Avoiding Communication in Dense Linear Algebra
Dense linear algebra computations are essential to nearly every problem in scientific computing and to countless other fields. Most matrix computations enjoy a high computational intensity (i.e., ratio of computation to data), and therefore the algorithms for the computations have a potential for high efficiency. However, performance for many linear algebra algorithms is limited by the cost of moving data between processors on a parallel computer or throughout the memory hierarchy of a single processor, which we will refer to generally as communication. Technological trends indicate that algorithmic performance will become even more limited by communication in the future. In this thesis, we consider the fundamental computations within dense linear algebra and address the following question: can we significantly improve the current algorithms for these computations, in terms of the communication they require and their performance in practice?
To answer the question, we analyze algorithms on sequential and parallel architectural models that are simple enough to determine coarse communication costs but accurate enough to predict performance of implementations on real hardware. For most of the computations, we prove lower bounds on the communication that any algorithm must perform. If an algorithm exists with communication costs that match the lower bounds (at least in an asymptotic sense), we call the algorithm communication optimal. In many cases, the most commonly used algorithms are not communication optimal, and we can develop new algorithms that require less data movement and attain the communication lower bounds.

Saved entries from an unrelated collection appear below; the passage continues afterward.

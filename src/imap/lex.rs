//-
// Copyright (c) 2020, Jason Lingle
//
// This file is part of midtools.
//
// midtools is free software: you can  redistribute it and/or modify it under
// the terms of the GNU General Public  License as published by the Free
// Software Foundation, either version 3 of the License, or (at your option)
// any later version.
//
// midtools is distributed  in the hope that  it will be useful,  but WITHOUT
// ANY WARRANTY; without even the implied warranty of MERCHANTABILITY or
// FITNESS FOR  A PARTICULAR  PURPOSE.  See the  GNU General  Public  License
// for more details.
//
// You should have received a copy of the GNU General Public License along with
// midtools. If not, see <http://www.gnu.org/licenses/>.

//! Utilities for writing client commands under IMAP's "lexical rules".
//!
//! Commands are built up as a sequence of segments. Every segment but the
//! last ends with the header of a synchronising literal, so the client must
//! wait for a continuation response from the server before sending the next
//! segment.
//!
//! # Encoding Decisions
//!
//! Given the choice between encoding a string as an atom or some other form,
//! we only use an atom if all characters are in the set `a-zA-Z0-9?=+/_.-`
//! and the string is not "NIL".
//!
//! Given the choice between a quoted string and a literal, we only use the
//! quoted string if it contains no controls, backslash or double-quote, is
//! less than 100 bytes long, and is pure ASCII. We never assume the server
//! is Unicode-aware.
//!
//! Mailbox names containing non-ASCII characters are sent in modified UTF-7
//! as RFC 3501 requires.

use std::mem;

#[derive(Clone, Debug, Default)]
pub struct LexWriter {
    segments: Vec<Vec<u8>>,
    current: Vec<u8>,
}

impl LexWriter {
    pub fn new() -> Self {
        Self::default()
    }

    /// Append `s` exactly as given.
    pub fn verbatim(&mut self, s: &str) -> &mut Self {
        self.current.extend_from_slice(s.as_bytes());
        self
    }

    pub fn sp(&mut self) -> &mut Self {
        self.verbatim(" ")
    }

    pub fn num_u32(&mut self, value: u32) -> &mut Self {
        self.verbatim(&value.to_string())
    }

    pub fn astring(&mut self, s: &str) -> &mut Self {
        if is_conservative_atom(s) {
            self.verbatim(s)
        } else {
            self.string(s)
        }
    }

    pub fn string(&mut self, s: &str) -> &mut Self {
        if is_quotable(s) {
            self.current.push(b'"');
            self.current.extend_from_slice(s.as_bytes());
            self.current.push(b'"');
            self
        } else {
            self.literal(s.as_bytes())
        }
    }

    pub fn mailbox(&mut self, name: &str) -> &mut Self {
        if is_conservative_atom(name) {
            self.verbatim(name)
        } else if name.is_ascii() && !name.contains('&') {
            self.string(name)
        } else {
            let encoded = encode_mutf7(name);
            self.string(&encoded)
        }
    }

    /// Append `data` as a synchronising literal.
    pub fn literal(&mut self, data: &[u8]) -> &mut Self {
        self.current
            .extend_from_slice(format!("{{{}}}\r\n", data.len()).as_bytes());
        self.segments.push(mem::take(&mut self.current));
        self.current.extend_from_slice(data);
        self
    }

    /// Terminate the command with CRLF and return its segments.
    pub fn finish(mut self) -> Vec<Vec<u8>> {
        self.current.extend_from_slice(b"\r\n");
        self.segments.push(self.current);
        self.segments
    }
}

pub fn is_conservative_atom(s: &str) -> bool {
    !"nil".eq_ignore_ascii_case(s)
        && !s.is_empty()
        && s.as_bytes().iter().copied().all(|b| {
            matches!(
                b,
                b'a'..=b'z'
                    | b'A'..=b'Z'
                    | b'0'..=b'9'
                    | b'='
                    | b'?'
                    | b'/'
                    | b'+'
                    | b'_'
                    | b'.'
                    | b'-'
            )
        })
}

pub fn is_quotable(s: &str) -> bool {
    s.len() < 100
        && s.as_bytes().iter().copied().all(|b| match b {
            0..=31 | 127..=255 | b'\\' | b'"' => false,
            _ => true,
        })
}

/// Encode a mailbox name in IMAP's modified UTF-7 (RFC 3501 § 5.1.3).
pub fn encode_mutf7(s: &str) -> String {
    let mut transformed = String::new();
    let mut pending = String::new();

    fn flush(dst: &mut String, pending: &mut String) {
        if pending.is_empty() {
            return;
        }

        let mut buf = Vec::<u8>::with_capacity(pending.len() * 2);
        for unit in pending.encode_utf16() {
            buf.extend_from_slice(&unit.to_be_bytes());
        }

        dst.push('&');
        dst.push_str(&base64::encode_config(&buf, base64::IMAP_MUTF7));
        dst.push('-');
        pending.clear();
    }

    for ch in s.chars() {
        if ' ' <= ch && ch < '\x7f' {
            flush(&mut transformed, &mut pending);
            if '&' == ch {
                transformed.push_str("&-");
            } else {
                transformed.push(ch);
            }
        } else {
            pending.push(ch);
        }
    }

    flush(&mut transformed, &mut pending);
    transformed
}

#[cfg(test)]
mod test {
    use super::*;

    fn to_strings(segments: Vec<Vec<u8>>) -> Vec<String> {
        segments
            .into_iter()
            .map(|s| String::from_utf8(s).unwrap())
            .collect()
    }

    #[test]
    fn astring_forms() {
        let mut l = LexWriter::new();
        l.astring("foo")
            .sp()
            .astring("nil")
            .sp()
            .astring("foo bar")
            .sp()
            .astring("foo\\ bar")
            .sp()
            .astring("föö");

        assert_eq!(
            vec![
                "foo \"nil\" \"foo bar\" {8}\r\n".to_owned(),
                "foo\\ bar {5}\r\n".to_owned(),
                "föö\r\n".to_owned(),
            ],
            to_strings(l.finish())
        );
    }

    #[test]
    fn long_strings_become_literals() {
        let long = "x ".repeat(60);
        let mut l = LexWriter::new();
        l.verbatim("SEARCH").sp().string(&long);
        let segments = l.finish();
        assert_eq!(2, segments.len());
        assert_eq!(b"SEARCH {120}\r\n", &segments[0][..]);
        assert_eq!(122, segments[1].len());
    }

    #[test]
    fn search_criteria() {
        let mut l = LexWriter::new();
        l.verbatim("UID SEARCH HEADER Message-ID ")
            .string("<abc@example.org>");
        assert_eq!(
            vec![
                "UID SEARCH HEADER Message-ID \"<abc@example.org>\"\r\n"
                    .to_owned()
            ],
            to_strings(l.finish())
        );
    }

    #[test]
    fn mailbox_names() {
        let mut l = LexWriter::new();
        l.mailbox("INBOX")
            .sp()
            .mailbox("Lost & Found")
            .sp()
            .mailbox("Sent Items")
            .sp()
            .mailbox("~peter/mail/台北/日本語");
        assert_eq!(
            vec![
                "INBOX \"Lost &- Found\" \"Sent Items\" \
                 \"~peter/mail/&U,BTFw-/&ZeVnLIqe-\"\r\n"
                    .to_owned()
            ],
            to_strings(l.finish())
        );
    }

    #[test]
    fn mutf7() {
        assert_eq!("INBOX", encode_mutf7("INBOX"));
        assert_eq!("&Jjo-!", encode_mutf7("☺!"));
        assert_eq!("&U,BTF2XlZyyKng-", encode_mutf7("台北日本語"));
    }
}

In this thesis, we develop both new communication lower bounds and new algorithms, tightening (and in many cases closing) the gap between best known lower bound and best known algorithm (or upper bound). We consider both sequential and parallel algorithms, and we asses both classical and fast algorithms (e.g., Strassen's matrix multiplication algorithm).
In particular, the central contributions of this thesis are: proving new communication lower bounds for nearly all classical direct linear algebra computations (dense or sparse), including factorizations for solving linear systems, least squares problems, and eigenvalue and singular value problems; proving new communication lower bounds for Strassen's and other fast matrix multiplication algorithms; proving new parallel communication lower bounds for classical and fast computations that set limits on an algorithm's ability to perfectly strong scale; summarizing the state-of-the-art in communication efficiency for both sequential and parallel algorithms for the computations to which the lower bounds apply; developing a new communication-optimal algorithm for computing a symmetric-indefinite factorization (observing speedups of up to 2.8x compared to alternative shared-memory parallel algorithms); developing new, more communication-efficient algorithms for reducing a symmetric band matrix to tridiagonal form via orthogonal similar transformations (observing speedups of 2--6x compared to alternative sequential and parallel algorithms); and developing a new communication-optimal parallelization of Strassen's matrix multiplication algorithm (observing speedups of up to 2.84x compared to alternative distributed-memory parallel algorithms).